Work item →
Where a line of the records contains the word "format", show that line.

Saved data entries:
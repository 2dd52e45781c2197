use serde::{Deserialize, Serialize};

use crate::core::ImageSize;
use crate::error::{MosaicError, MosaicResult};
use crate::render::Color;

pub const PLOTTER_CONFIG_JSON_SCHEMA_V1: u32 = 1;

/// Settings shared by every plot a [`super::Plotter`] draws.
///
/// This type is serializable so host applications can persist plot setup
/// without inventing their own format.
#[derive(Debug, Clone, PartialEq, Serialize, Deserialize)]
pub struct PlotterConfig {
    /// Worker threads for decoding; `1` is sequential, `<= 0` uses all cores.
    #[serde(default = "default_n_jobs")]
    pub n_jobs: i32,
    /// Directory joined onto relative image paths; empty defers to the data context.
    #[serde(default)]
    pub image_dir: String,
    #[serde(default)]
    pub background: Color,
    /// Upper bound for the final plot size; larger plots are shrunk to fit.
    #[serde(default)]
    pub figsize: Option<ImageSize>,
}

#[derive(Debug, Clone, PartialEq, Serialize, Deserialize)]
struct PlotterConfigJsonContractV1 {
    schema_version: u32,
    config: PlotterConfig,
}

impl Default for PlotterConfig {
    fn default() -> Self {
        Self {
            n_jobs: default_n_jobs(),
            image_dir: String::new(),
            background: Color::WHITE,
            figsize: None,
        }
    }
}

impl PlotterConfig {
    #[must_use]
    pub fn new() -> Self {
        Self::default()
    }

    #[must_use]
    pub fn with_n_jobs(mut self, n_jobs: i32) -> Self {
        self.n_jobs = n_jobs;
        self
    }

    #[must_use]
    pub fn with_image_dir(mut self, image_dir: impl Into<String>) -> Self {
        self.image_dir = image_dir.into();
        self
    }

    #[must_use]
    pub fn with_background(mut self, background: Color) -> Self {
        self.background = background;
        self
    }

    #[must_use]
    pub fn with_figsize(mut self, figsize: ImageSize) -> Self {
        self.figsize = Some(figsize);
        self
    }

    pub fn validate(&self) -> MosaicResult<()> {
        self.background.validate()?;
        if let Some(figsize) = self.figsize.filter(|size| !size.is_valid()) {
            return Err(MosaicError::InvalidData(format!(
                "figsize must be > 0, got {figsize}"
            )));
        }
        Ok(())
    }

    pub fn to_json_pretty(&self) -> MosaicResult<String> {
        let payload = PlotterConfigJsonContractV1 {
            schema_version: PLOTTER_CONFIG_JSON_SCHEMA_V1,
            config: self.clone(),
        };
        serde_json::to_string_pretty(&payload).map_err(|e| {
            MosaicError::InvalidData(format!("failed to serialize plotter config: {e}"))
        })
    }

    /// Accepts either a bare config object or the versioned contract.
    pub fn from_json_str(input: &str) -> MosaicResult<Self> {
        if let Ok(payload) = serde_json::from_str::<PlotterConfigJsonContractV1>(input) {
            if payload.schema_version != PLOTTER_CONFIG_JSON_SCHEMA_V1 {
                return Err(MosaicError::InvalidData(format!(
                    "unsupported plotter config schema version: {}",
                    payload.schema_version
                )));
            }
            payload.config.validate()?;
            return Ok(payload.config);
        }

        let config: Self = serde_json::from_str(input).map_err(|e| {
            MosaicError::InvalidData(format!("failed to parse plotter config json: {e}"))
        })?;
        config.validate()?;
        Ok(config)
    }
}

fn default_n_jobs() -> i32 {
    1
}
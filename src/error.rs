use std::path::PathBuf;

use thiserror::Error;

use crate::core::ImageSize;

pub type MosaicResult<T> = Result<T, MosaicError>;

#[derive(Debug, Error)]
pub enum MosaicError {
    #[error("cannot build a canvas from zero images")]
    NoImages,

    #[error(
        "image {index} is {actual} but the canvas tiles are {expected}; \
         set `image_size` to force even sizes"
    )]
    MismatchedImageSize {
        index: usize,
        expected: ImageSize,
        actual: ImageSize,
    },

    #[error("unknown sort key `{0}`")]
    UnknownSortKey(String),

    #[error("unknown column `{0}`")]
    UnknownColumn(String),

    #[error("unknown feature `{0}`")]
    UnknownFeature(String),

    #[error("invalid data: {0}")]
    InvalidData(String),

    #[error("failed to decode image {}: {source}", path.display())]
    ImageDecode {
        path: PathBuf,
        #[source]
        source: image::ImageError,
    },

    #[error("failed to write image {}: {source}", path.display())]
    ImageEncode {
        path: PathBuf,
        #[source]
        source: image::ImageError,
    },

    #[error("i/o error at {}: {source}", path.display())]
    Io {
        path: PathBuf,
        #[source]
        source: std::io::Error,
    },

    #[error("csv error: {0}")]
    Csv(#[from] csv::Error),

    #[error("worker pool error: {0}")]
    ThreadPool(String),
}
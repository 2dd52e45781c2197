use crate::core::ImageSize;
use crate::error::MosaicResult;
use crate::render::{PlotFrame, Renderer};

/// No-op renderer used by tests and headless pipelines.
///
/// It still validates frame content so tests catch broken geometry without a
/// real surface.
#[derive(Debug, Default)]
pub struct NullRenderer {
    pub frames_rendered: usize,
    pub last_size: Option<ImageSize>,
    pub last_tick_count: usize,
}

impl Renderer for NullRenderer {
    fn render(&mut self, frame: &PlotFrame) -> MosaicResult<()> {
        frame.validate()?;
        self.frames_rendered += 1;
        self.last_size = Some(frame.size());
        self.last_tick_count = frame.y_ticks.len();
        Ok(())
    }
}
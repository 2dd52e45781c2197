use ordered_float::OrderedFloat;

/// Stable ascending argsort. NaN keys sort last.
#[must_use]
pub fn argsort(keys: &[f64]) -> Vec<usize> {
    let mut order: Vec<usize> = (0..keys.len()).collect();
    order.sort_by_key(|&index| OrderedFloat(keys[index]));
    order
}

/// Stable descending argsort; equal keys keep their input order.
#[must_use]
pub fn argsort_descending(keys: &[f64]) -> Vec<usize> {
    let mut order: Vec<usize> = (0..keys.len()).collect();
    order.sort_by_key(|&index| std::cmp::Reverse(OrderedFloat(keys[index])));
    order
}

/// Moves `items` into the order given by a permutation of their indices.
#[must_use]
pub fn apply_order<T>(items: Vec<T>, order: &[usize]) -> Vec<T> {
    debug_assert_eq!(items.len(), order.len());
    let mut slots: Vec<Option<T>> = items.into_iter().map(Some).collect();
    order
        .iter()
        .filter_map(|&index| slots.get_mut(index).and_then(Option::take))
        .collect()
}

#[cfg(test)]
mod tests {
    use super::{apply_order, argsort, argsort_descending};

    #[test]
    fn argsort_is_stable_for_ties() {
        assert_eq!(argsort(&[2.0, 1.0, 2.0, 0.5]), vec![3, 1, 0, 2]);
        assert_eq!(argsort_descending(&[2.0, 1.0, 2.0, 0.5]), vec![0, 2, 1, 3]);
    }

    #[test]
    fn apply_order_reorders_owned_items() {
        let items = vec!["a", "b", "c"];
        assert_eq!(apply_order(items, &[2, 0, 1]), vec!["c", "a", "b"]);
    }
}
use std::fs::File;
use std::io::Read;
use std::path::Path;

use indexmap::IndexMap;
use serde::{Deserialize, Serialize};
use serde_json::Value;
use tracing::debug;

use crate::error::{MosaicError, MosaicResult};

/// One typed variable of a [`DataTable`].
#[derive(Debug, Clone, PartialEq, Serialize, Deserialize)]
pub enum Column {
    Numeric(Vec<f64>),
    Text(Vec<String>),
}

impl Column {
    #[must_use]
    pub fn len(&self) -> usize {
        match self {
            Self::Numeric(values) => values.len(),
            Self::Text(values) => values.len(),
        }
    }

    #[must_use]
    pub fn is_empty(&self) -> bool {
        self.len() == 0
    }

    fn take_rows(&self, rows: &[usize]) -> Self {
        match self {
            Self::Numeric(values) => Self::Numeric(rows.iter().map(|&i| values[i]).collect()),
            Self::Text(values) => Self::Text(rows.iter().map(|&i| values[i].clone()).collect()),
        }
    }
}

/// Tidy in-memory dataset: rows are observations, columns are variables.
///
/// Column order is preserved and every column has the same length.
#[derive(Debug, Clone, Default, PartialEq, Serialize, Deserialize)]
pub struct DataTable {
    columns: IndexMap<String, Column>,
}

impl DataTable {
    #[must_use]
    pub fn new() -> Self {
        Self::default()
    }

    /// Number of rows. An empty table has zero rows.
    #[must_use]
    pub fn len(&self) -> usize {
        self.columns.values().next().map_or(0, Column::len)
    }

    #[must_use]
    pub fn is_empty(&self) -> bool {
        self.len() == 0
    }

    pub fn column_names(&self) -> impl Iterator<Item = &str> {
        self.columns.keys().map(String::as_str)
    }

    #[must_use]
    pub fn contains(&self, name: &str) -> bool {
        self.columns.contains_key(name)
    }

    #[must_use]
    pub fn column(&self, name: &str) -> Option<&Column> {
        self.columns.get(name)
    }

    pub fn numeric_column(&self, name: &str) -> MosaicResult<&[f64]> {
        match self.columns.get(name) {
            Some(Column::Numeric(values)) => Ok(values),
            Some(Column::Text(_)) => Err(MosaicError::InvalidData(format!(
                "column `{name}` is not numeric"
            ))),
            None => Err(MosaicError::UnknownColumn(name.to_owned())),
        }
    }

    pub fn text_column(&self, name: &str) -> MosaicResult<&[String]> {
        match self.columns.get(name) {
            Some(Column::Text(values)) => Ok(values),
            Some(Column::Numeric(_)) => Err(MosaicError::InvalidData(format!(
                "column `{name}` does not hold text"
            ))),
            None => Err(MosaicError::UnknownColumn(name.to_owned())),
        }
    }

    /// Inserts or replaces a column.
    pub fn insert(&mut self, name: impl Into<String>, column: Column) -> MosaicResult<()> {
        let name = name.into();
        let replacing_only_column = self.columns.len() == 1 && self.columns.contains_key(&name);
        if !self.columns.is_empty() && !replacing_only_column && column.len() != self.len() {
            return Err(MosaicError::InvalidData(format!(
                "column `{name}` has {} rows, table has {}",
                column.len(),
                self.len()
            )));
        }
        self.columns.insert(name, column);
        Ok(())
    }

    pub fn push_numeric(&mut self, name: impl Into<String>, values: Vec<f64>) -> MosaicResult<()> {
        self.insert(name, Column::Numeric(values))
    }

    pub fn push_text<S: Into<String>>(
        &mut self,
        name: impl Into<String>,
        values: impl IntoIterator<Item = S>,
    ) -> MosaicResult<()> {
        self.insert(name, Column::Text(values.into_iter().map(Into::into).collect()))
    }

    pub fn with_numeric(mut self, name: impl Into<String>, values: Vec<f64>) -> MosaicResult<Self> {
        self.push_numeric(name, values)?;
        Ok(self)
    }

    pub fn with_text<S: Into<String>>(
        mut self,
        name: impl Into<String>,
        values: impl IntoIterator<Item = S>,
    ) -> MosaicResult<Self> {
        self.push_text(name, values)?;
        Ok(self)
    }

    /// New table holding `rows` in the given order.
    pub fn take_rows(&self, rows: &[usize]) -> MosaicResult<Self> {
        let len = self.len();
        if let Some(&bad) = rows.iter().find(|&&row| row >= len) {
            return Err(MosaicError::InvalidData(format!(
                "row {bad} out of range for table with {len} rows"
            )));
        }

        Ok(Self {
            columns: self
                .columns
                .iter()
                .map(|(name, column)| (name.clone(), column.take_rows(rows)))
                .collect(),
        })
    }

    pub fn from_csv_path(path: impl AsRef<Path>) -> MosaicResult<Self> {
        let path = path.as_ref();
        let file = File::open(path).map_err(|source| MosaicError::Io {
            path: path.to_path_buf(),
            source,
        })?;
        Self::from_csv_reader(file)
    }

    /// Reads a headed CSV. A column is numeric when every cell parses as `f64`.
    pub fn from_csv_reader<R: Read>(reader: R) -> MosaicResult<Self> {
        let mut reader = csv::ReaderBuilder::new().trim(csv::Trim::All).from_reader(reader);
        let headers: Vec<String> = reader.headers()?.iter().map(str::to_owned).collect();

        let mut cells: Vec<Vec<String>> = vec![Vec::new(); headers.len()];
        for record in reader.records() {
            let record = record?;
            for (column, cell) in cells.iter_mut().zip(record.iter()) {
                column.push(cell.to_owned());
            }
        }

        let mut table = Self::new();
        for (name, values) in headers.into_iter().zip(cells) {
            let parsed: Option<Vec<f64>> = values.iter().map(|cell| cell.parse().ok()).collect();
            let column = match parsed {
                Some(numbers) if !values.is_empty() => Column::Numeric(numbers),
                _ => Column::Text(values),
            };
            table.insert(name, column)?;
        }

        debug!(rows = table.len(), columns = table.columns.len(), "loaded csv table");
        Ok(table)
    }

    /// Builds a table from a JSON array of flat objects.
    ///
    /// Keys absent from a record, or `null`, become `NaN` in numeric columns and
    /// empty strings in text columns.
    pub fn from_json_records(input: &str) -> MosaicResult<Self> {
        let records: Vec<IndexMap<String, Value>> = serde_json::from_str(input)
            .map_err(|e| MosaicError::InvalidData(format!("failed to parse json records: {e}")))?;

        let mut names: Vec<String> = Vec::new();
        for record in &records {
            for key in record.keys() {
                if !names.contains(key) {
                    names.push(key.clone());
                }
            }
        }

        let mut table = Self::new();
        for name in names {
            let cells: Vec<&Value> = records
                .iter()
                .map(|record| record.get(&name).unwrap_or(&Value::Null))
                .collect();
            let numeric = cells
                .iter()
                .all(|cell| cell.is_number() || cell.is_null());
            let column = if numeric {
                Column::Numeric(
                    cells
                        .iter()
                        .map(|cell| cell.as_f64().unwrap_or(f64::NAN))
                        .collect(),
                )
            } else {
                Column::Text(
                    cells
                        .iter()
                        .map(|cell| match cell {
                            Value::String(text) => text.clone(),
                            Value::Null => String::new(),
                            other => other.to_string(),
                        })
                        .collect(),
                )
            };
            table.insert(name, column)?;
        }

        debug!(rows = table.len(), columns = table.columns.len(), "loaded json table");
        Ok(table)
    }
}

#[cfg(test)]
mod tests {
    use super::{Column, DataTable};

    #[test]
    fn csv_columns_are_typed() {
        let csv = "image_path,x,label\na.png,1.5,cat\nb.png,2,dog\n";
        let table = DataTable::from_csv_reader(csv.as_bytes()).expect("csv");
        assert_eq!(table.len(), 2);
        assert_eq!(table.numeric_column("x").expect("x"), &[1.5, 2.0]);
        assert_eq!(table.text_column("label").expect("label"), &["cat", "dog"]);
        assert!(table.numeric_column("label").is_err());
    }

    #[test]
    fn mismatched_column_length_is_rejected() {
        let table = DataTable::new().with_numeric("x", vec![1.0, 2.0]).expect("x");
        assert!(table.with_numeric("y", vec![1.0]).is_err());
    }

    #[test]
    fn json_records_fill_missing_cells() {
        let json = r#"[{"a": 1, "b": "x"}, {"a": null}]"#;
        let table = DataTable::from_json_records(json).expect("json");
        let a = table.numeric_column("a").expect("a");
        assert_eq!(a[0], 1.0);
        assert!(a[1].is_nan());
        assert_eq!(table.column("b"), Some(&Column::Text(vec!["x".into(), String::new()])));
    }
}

Answer to this problem →
/// without inventing their own format.
            return Err(MosaicError::InvalidData(format!(
            MosaicError::InvalidData(format!("failed to serialize plotter config: {e}"))
                return Err(MosaicError::InvalidData(format!(
            MosaicError::InvalidData(format!("failed to parse plotter config json: {e}"))
            Some(Column::Text(_)) => Err(MosaicError::InvalidData(format!(
            Some(Column::Numeric(_)) => Err(MosaicError::InvalidData(format!(
            return Err(MosaicError::InvalidData(format!(
            return Err(MosaicError::InvalidData(format!(
            .map_err(|e| MosaicError::InvalidData(format!("failed to parse json records: {e}")))?;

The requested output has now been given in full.